=== SUPPLIED RECORDS ===
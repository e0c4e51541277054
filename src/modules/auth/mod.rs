pub mod password;
pub mod prompt;

pub use password::{digests_match, hash_password};
pub use prompt::{ScriptedPrompt, SecretPrompt, TerminalPrompt};
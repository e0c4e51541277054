use clap::{Arg, ArgAction, ArgMatches, Command};
use std::path::PathBuf;
use std::process::ExitCode;

use tkx_helper::utils::io::prompt_with_confirmation;
use tkx_helper::utils::logging::initialize_logging;
use tkx_helper::{
    GateSettings, LogLevel, LogSink, Toolkit, DEFAULT_ADMIN_CONFIG_FILE, DEFAULT_LOG_FILE,
    MAX_ADMIN_ATTEMPTS,
};

fn build_cli() -> Command {
    Command::new("tkx-helper")
        .about("Console logging, an admin password gate and file helpers")
        .version(tkx_helper::VERSION)
        .subcommand_required(true)
        .arg_required_else_help(true)
        .arg(
            Arg::new("config")
                .long("config")
                .global(true)
                .help("Path of the admin credential file")
                .value_name("PATH")
                .value_parser(clap::value_parser!(PathBuf))
                .default_value(DEFAULT_ADMIN_CONFIG_FILE),
        )
        .arg(
            Arg::new("max-attempts")
                .long("max-attempts")
                .global(true)
                .help("Failed attempts allowed before the gate locks")
                .value_name("N")
                .value_parser(clap::value_parser!(u32)),
        )
        .arg(
            Arg::new("prefix")
                .long("prefix")
                .global(true)
                .help("Prefix printed before console messages")
                .value_name("TEXT")
                .default_value("[TKX] "),
        )
        .arg(
            Arg::new("no-time")
                .long("no-time")
                .global(true)
                .help("Do not print timestamps")
                .action(ArgAction::SetTrue),
        )
        .arg(
            Arg::new("log-file")
                .long("log-file")
                .global(true)
                .help("File receiving the diagnostic log")
                .value_name("PATH")
                .value_parser(clap::value_parser!(PathBuf))
                .default_value(DEFAULT_LOG_FILE),
        )
        .subcommand(
            Command::new("set")
                .about("Set the admin password")
                .arg(
                    Arg::new("force")
                        .long("force")
                        .help("Overwrite an existing password")
                        .action(ArgAction::SetTrue),
                ),
        )
        .subcommand(
            Command::new("reset")
                .about("Remove the stored admin password")
                .arg(
                    Arg::new("yes")
                        .long("yes")
                        .short('y')
                        .help("Skip the confirmation question")
                        .action(ArgAction::SetTrue),
                ),
        )
        .subcommand(
            Command::new("verify")
                .about("Ask for the admin password")
                .arg(
                    Arg::new("success-message")
                        .long("success-message")
                        .help("Message printed on success")
                        .value_name("TEXT"),
                )
                .arg(
                    Arg::new("fail-message")
                        .long("fail-message")
                        .help("Message printed after a wrong password")
                        .value_name("TEXT"),
                ),
        )
        .subcommand(
            Command::new("mkdir")
                .about("Create a folder if it does not exist")
                .arg(Arg::new("path").required(true).value_parser(clap::value_parser!(PathBuf))),
        )
        .subcommand(
            Command::new("copy")
                .about("Copy a file with its metadata")
                .arg(Arg::new("source").required(true).value_parser(clap::value_parser!(PathBuf)))
                .arg(
                    Arg::new("destination")
                        .required(true)
                        .value_parser(clap::value_parser!(PathBuf)),
                ),
        )
        .subcommand(
            Command::new("delete")
                .about("Delete a file")
                .arg(Arg::new("path").required(true).value_parser(clap::value_parser!(PathBuf))),
        )
        .subcommand(
            Command::new("exists")
                .about("Check whether a file or folder exists")
                .arg(Arg::new("path").required(true).value_parser(clap::value_parser!(PathBuf))),
        )
        .subcommand(Command::new("version").about("Print the toolkit version"))
}

fn path_arg(matches: &ArgMatches, name: &str) -> PathBuf {
    matches
        .get_one::<PathBuf>(name)
        .cloned()
        .unwrap_or_default()
}

fn gate_settings(matches: &ArgMatches) -> GateSettings {
    GateSettings::default()
        .with_config_file(path_arg(matches, "config"))
        .with_max_attempts(
            matches
                .get_one::<u32>("max-attempts")
                .copied()
                .unwrap_or(MAX_ADMIN_ATTEMPTS),
        )
}

fn exit_code(success: bool) -> ExitCode {
    if success {
        ExitCode::SUCCESS
    } else {
        ExitCode::FAILURE
    }
}

fn main() -> ExitCode {
    let matches = build_cli().get_matches();

    let log_file = path_arg(&matches, "log-file");
    let settings = gate_settings(&matches);
    let prefix = matches
        .get_one::<String>("prefix")
        .cloned()
        .unwrap_or_default();
    let show_time = !matches.get_flag("no-time");

    let mut toolkit = Toolkit::with_settings(prefix, show_time, settings);

    if let Err(e) = initialize_logging(&log_file) {
        toolkit.cli.emit(
            LogLevel::Warning,
            &format!("Diagnostic log disabled ({}): {}", log_file.display(), e),
        );
    }

    match matches.subcommand() {
        Some(("set", sub_matches)) => {
            toolkit.admin.set_credential(sub_matches.get_flag("force"));
            ExitCode::SUCCESS
        }
        Some(("reset", sub_matches)) => {
            if !sub_matches.get_flag("yes") {
                match prompt_with_confirmation("Really remove the admin password?") {
                    Ok(true) => {}
                    Ok(false) => {
                        toolkit.cli.emit(LogLevel::Info, "Reset cancelled.");
                        return ExitCode::SUCCESS;
                    }
                    Err(e) => {
                        toolkit
                            .cli
                            .emit(LogLevel::Error, &format!("Failed to read answer: {}", e));
                        return ExitCode::FAILURE;
                    }
                }
            }
            toolkit.admin.reset_credential();
            ExitCode::SUCCESS
        }
        Some(("verify", sub_matches)) => {
            let success = sub_matches.get_one::<String>("success-message");
            let fail = sub_matches.get_one::<String>("fail-message");
            if success.is_some() || fail.is_some() {
                let defaults = GateSettings::default();
                toolkit.admin.configure_messages(
                    success.cloned().unwrap_or(defaults.success_message),
                    fail.cloned().unwrap_or(defaults.fail_message),
                );
            }
            exit_code(toolkit.admin.verify_credential())
        }
        Some(("mkdir", sub_matches)) => {
            exit_code(toolkit.files.create_folder(path_arg(sub_matches, "path")).is_ok())
        }
        Some(("copy", sub_matches)) => exit_code(
            toolkit
                .files
                .copy_file(path_arg(sub_matches, "source"), path_arg(sub_matches, "destination"))
                .is_ok(),
        ),
        Some(("delete", sub_matches)) => {
            exit_code(toolkit.files.delete_file(path_arg(sub_matches, "path")).is_ok())
        }
        Some(("exists", sub_matches)) => {
            let path = path_arg(sub_matches, "path");
            let (label, message, found) = if toolkit.files.file_exists(&path) {
                ("success", "File exists", true)
            } else if toolkit.files.folder_exists(&path) {
                ("success", "Folder exists", true)
            } else {
                ("warning", "Not found", false)
            };
            toolkit
                .cli
                .print_labeled(&format!("{}: {}", message, path.display()), label);
            exit_code(found)
        }
        Some(("version", _)) => {
            println!("{}", Toolkit::version());
            ExitCode::SUCCESS
        }
        _ => ExitCode::FAILURE,
    }
}
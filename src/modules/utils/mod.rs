pub mod io;
pub mod logging;
pub mod time;

pub use logging::{ConsoleSink, LogLevel, LogSink, MemorySink};
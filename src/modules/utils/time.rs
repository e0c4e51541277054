use chrono::{DateTime, Local, TimeZone};

/// Format used for every console timestamp
pub const TIMESTAMP_FORMAT: &str = "%Y-%m-%d %H:%M:%S";

/// Format a point in time as `[YYYY-MM-DD HH:MM:SS] `
pub fn timestamp_prefix<Tz: TimeZone>(time: &DateTime<Tz>) -> String
where
    Tz::Offset: std::fmt::Display,
{
    format!("[{}] ", time.format(TIMESTAMP_FORMAT))
}

/// Timestamp prefix for the current local time
pub fn current_timestamp_prefix() -> String {
    timestamp_prefix(&Local::now())
}
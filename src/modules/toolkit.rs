use super::admin::{AdminGate, GateSettings};
use super::auth::prompt::TerminalPrompt;
use super::files::FileTools;
use super::utils::logging::ConsoleSink;

/// One handle on every tool: console output, the admin gate and file helpers
pub struct Toolkit {
    pub cli: ConsoleSink,
    pub admin: AdminGate<TerminalPrompt, ConsoleSink>,
    pub files: FileTools<ConsoleSink>,
}

impl Toolkit {
    pub fn new(prefix: impl Into<String>, show_time: bool) -> Self {
        Self::with_settings(prefix, show_time, GateSettings::default())
    }

    pub fn with_settings(prefix: impl Into<String>, show_time: bool, settings: GateSettings) -> Self {
        Self {
            cli: ConsoleSink::new(prefix, show_time),
            admin: AdminGate::new(
                settings,
                TerminalPrompt,
                ConsoleSink::new("[AdminGate] ", show_time),
            ),
            files: FileTools::default(),
        }
    }

    pub fn version() -> String {
        format!("TKX Helper v{}", crate::VERSION)
    }
}

impl Default for Toolkit {
    fn default() -> Self {
        Self::new("[TKX] ", true)
    }
}
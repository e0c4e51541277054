mod tools;

pub use tools::FileTools;
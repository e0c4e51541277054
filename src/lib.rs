// First, declare the modules folder itself
mod modules;

// Re-export everything from modules for easier access
pub use modules::{admin, auth, files, toolkit, utils};

// Re-export commonly used types
pub use modules::admin::{AdminGate, GateError, GateSettings};
pub use modules::auth::password::hash_password;
pub use modules::auth::prompt::{ScriptedPrompt, SecretPrompt, TerminalPrompt};
pub use modules::files::FileTools;
pub use modules::toolkit::Toolkit;
pub use modules::utils::logging::{ConsoleSink, LogLevel, LogSink, MemorySink};

// Constants
pub const VERSION: &str = env!("CARGO_PKG_VERSION");
pub const DEFAULT_ADMIN_CONFIG_FILE: &str = ".admin_config.json";
pub const DEFAULT_LOG_FILE: &str = "tkx-helper.log";
pub const MAX_ADMIN_ATTEMPTS: u32 = 3;
pub const DEFAULT_SUCCESS_MESSAGE: &str = "Password correct.";
pub const DEFAULT_FAIL_MESSAGE: &str = "Wrong password.";
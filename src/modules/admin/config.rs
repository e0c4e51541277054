use std::path::{Path, PathBuf};

use crate::{DEFAULT_ADMIN_CONFIG_FILE, DEFAULT_FAIL_MESSAGE, DEFAULT_SUCCESS_MESSAGE, MAX_ADMIN_ATTEMPTS};

/// Tracks failed verification attempts and the lock for one gate
#[derive(Debug, Clone, PartialEq, Eq)]
pub struct GateState {
    pub attempts: u32,
    pub locked: bool,
    pub max_attempts: u32,
}

impl GateState {
    /// Create a tracker; a ceiling of zero is raised to one
    pub fn new(max_attempts: u32) -> Self {
        Self {
            attempts: 0,
            locked: false,
            max_attempts: max_attempts.max(1),
        }
    }

    pub fn is_locked_out(&self) -> bool {
        self.locked
    }

    pub fn has_attempts_left(&self) -> bool {
        self.attempts < self.max_attempts
    }

    pub fn remaining(&self) -> u32 {
        self.max_attempts.saturating_sub(self.attempts)
    }

    /// Record a failed attempt and lock once the ceiling is reached.
    ///
    /// Returns the number of attempts still available.
    pub fn record_failed_attempt(&mut self) -> u32 {
        self.attempts = (self.attempts + 1).min(self.max_attempts);
        if self.attempts >= self.max_attempts {
            self.locked = true;
        }
        self.remaining()
    }

    /// Record successful authentication and reset the counter
    pub fn record_success(&mut self) {
        self.attempts = 0;
    }
}

impl Default for GateState {
    fn default() -> Self {
        Self::new(MAX_ADMIN_ATTEMPTS)
    }
}

/// Constructor-level settings of an admin gate
#[derive(Debug, Clone, PartialEq, Eq)]
pub struct GateSettings {
    pub config_file: PathBuf,
    pub max_attempts: u32,
    pub success_message: String,
    pub fail_message: String,
}

impl GateSettings {
    pub fn with_config_file(mut self, path: impl AsRef<Path>) -> Self {
        self.config_file = path.as_ref().to_path_buf();
        self
    }

    pub fn with_max_attempts(mut self, max_attempts: u32) -> Self {
        self.max_attempts = max_attempts;
        self
    }

    pub fn with_messages(
        mut self,
        success_message: impl Into<String>,
        fail_message: impl Into<String>,
    ) -> Self {
        self.success_message = success_message.into();
        self.fail_message = fail_message.into();
        self
    }
}

impl Default for GateSettings {
    fn default() -> Self {
        Self {
            config_file: PathBuf::from(DEFAULT_ADMIN_CONFIG_FILE),
            max_attempts: MAX_ADMIN_ATTEMPTS,
            success_message: DEFAULT_SUCCESS_MESSAGE.to_string(),
            fail_message: DEFAULT_FAIL_MESSAGE.to_string(),
        }
    }
}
===
### WORK ORDER
Look through the data above and report every line in which "utils" appears.

### RESPONSE BOX
use tkx_helper::utils::io::prompt_with_confirmation;
use tkx_helper::utils::logging::initialize_logging;
filename src/modules/utils/mod.rs
filename src/modules/utils/time.rs
use super::utils::logging::ConsoleSink;
pub use modules::{admin, auth, files, toolkit, utils};
pub use modules::utils::logging::{ConsoleSink, LogLevel, LogSink, MemorySink};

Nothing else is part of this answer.